While Europe prepares for a tumultuous period of politics between now and the end of the decade, that is a message that needs to be fully understood in Brussels, Paris and Berlin. The White House, as its newly released national security strategy makes clear, is optimistic that “nationalist movements in Europe will quickly mirror Mr Trump’s success. In the EU’s core nations, Marine Le Pen’s National Rally (RN) and Alternative für Deutschland (AfD) top the polls, backed by large swaths of blue-collar voters. Yet among establishment politicians and parties, it is hard to discern a response that is sufficient to challenging times.

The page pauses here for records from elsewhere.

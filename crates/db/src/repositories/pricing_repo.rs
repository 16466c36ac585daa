//! Repositories for pricing containers and their columns.

use serde_json::Value;
use sqlx::{PgExecutor, PgPool};
use widgetry_core::types::{DbId, PublicId};

use crate::models::pricing::{PricingColumn, PricingContainer, PricingContainerWrite};

const COLUMNS: &str = "id, user_id, title, layout, appearance, sheet_id, created_at, updated_at";

const COLUMN_COLUMNS: &str = "id, container_id, position, body, created_at, updated_at";

/// Pricing table containers.
pub struct PricingContainerRepo;

impl PricingContainerRepo {
    pub async fn create<'e>(
        executor: impl PgExecutor<'e>,
        user_id: DbId,
        input: &PricingContainerWrite,
    ) -> Result<PricingContainer, sqlx::Error> {
        let query = format!(
            "INSERT INTO pricing_containers (id, user_id, title, layout, appearance)
             VALUES ($1, $2, $3, $4, $5)
             RETURNING {COLUMNS}"
        );
        sqlx::query_as::<_, PricingContainer>(&query)
            .bind(uuid::Uuid::new_v4())
            .bind(user_id)
            .bind(&input.title)
            .bind(&input.layout)
            .bind(&input.appearance)
            .fetch_one(executor)
            .await
    }

    pub async fn find_by_id(
        pool: &PgPool,
        id: PublicId,
    ) -> Result<Option<PricingContainer>, sqlx::Error> {
        let query = format!("SELECT {COLUMNS} FROM pricing_containers WHERE id = $1");
        sqlx::query_as::<_, PricingContainer>(&query)
            .bind(id)
            .fetch_optional(pool)
            .await
    }

    pub async fn find_owned(
        pool: &PgPool,
        id: PublicId,
        user_id: DbId,
    ) -> Result<Option<PricingContainer>, sqlx::Error> {
        let query =
            format!("SELECT {COLUMNS} FROM pricing_containers WHERE id = $1 AND user_id = $2");
        sqlx::query_as::<_, PricingContainer>(&query)
            .bind(id)
            .bind(user_id)
            .fetch_optional(pool)
            .await
    }

    pub async fn list_for_user(
        pool: &PgPool,
        user_id: DbId,
    ) -> Result<Vec<PricingContainer>, sqlx::Error> {
        let query = format!(
            "SELECT {COLUMNS} FROM pricing_containers WHERE user_id = $1 ORDER BY created_at DESC"
        );
        sqlx::query_as::<_, PricingContainer>(&query)
            .bind(user_id)
            .fetch_all(pool)
            .await
    }

    pub async fn update<'e>(
        executor: impl PgExecutor<'e>,
        id: PublicId,
        input: &PricingContainerWrite,
    ) -> Result<Option<PricingContainer>, sqlx::Error> {
        let query = format!(
            "UPDATE pricing_containers SET title = $2, layout = $3, appearance = $4
             WHERE id = $1
             RETURNING {COLUMNS}"
        );
        sqlx::query_as::<_, PricingContainer>(&query)
            .bind(id)
            .bind(&input.title)
            .bind(&input.layout)
            .bind(&input.appearance)
            .fetch_optional(executor)
            .await
    }

    pub async fn delete_owned(
        pool: &PgPool,
        id: PublicId,
        user_id: DbId,
    ) -> Result<bool, sqlx::Error> {
        let result = sqlx::query("DELETE FROM pricing_containers WHERE id = $1 AND user_id = $2")
            .bind(id)
            .bind(user_id)
            .execute(pool)
            .await?;
        Ok(result.rows_affected() > 0)
    }
}

/// Ordered columns of a pricing container.
pub struct PricingColumnRepo;

impl PricingColumnRepo {
    pub async fn list_for_container(
        pool: &PgPool,
        container_id: PublicId,
    ) -> Result<Vec<PricingColumn>, sqlx::Error> {
        let query = format!(
            "SELECT {COLUMN_COLUMNS} FROM pricing_columns
             WHERE container_id = $1 ORDER BY position, id"
        );
        sqlx::query_as::<_, PricingColumn>(&query)
            .bind(container_id)
            .fetch_all(pool)
            .await
    }

    /// Append a column after the container's current last position.
    pub async fn create<'e>(
        executor: impl PgExecutor<'e>,
        container_id: PublicId,
        body: &Value,
    ) -> Result<PricingColumn, sqlx::Error> {
        let query = format!(
            "INSERT INTO pricing_columns (container_id, position, body)
             VALUES ($1,
                (SELECT COALESCE(MAX(position) + 1, 0) FROM pricing_columns WHERE container_id = $1),
                $2)
             RETURNING {COLUMN_COLUMNS}"
        );
        sqlx::query_as::<_, PricingColumn>(&query)
            .bind(container_id)
            .bind(body)
            .fetch_one(executor)
            .await
    }

    /// Replace a column body. Scoped to the container so foreign ids miss.
    pub async fn update_body<'e>(
        executor: impl PgExecutor<'e>,
        container_id: PublicId,
        id: DbId,
        body: &Value,
    ) -> Result<Option<PricingColumn>, sqlx::Error> {
        let query = format!(
            "UPDATE pricing_columns SET body = $3
             WHERE id = $1 AND container_id = $2
             RETURNING {COLUMN_COLUMNS}"
        );
        sqlx::query_as::<_, PricingColumn>(&query)
            .bind(id)
            .bind(container_id)
            .bind(body)
            .fetch_optional(executor)
            .await
    }

    pub async fn delete<'e>(
        executor: impl PgExecutor<'e>,
        container_id: PublicId,
        id: DbId,
    ) -> Result<bool, sqlx::Error> {
        let result = sqlx::query("DELETE FROM pricing_columns WHERE id = $1 AND container_id = $2")
            .bind(id)
            .bind(container_id)
            .execute(executor)
            .await?;
        Ok(result.rows_affected() > 0)
    }
}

The issues Europe faces are expensive and era-defining. They include the war in Ukraine, sustaining the momentum of the green transition, addressing demographic change and developing economies that are less vulnerable to bullying by Mr Trump and China. As per a Brussels-based thinktank, the new age of global instability could necessitate an additional €250bn in annual EU defence spending. A major report last year on European economic competitiveness demanded massive investment in shared infrastructure, to be financed in part by collective EU debt.
Such a economic transformation would stimulate growth figures that have stagnated for years.
However, at both the pan-European and national levels, there remains a deficit of courage when it comes to generating funds. The EU’s so-called “frugal” nations oppose the idea of shared debt, and EU spending plans for the next seven years are deeply unambitious. In France, the idea of a tax on the super-rich is overwhelmingly popular with voters. But the embattled centrist government – while desperate to cut its budget deficit – will not consider such a move.
The reality is that in the absence of such measures, the less well-off will bear the brunt of financial adjustment through austerity budgets and increased inequality. Bitter recent disputes over pension cutbacks in both France and Germany highlight a growing battle over the future of the European social model – a phenomenon that the RN and the AfD have eagerly leveraged to promote a politics of nativist social policy. Ms Le Pen’s party, for example, has opposed moves to raise the retirement age and has said that it would target any benefit cuts at non-French nationals.
Across the Atlantic, Mr Trump’s promises to protect blue‑collar interests were deeply disingenuous, as later healthcare reductions and fiscal benefits for the wealthy underlined. Yet without a compelling progressive counteroffer from the Harris campaign, they worked on the election circuit. Absent a fundamental change in fiscal policy, social contracts across the continent are in danger of being torn apart. Governments must avoid giving this electoral boon to the Trumpian forces already on the march in Europe.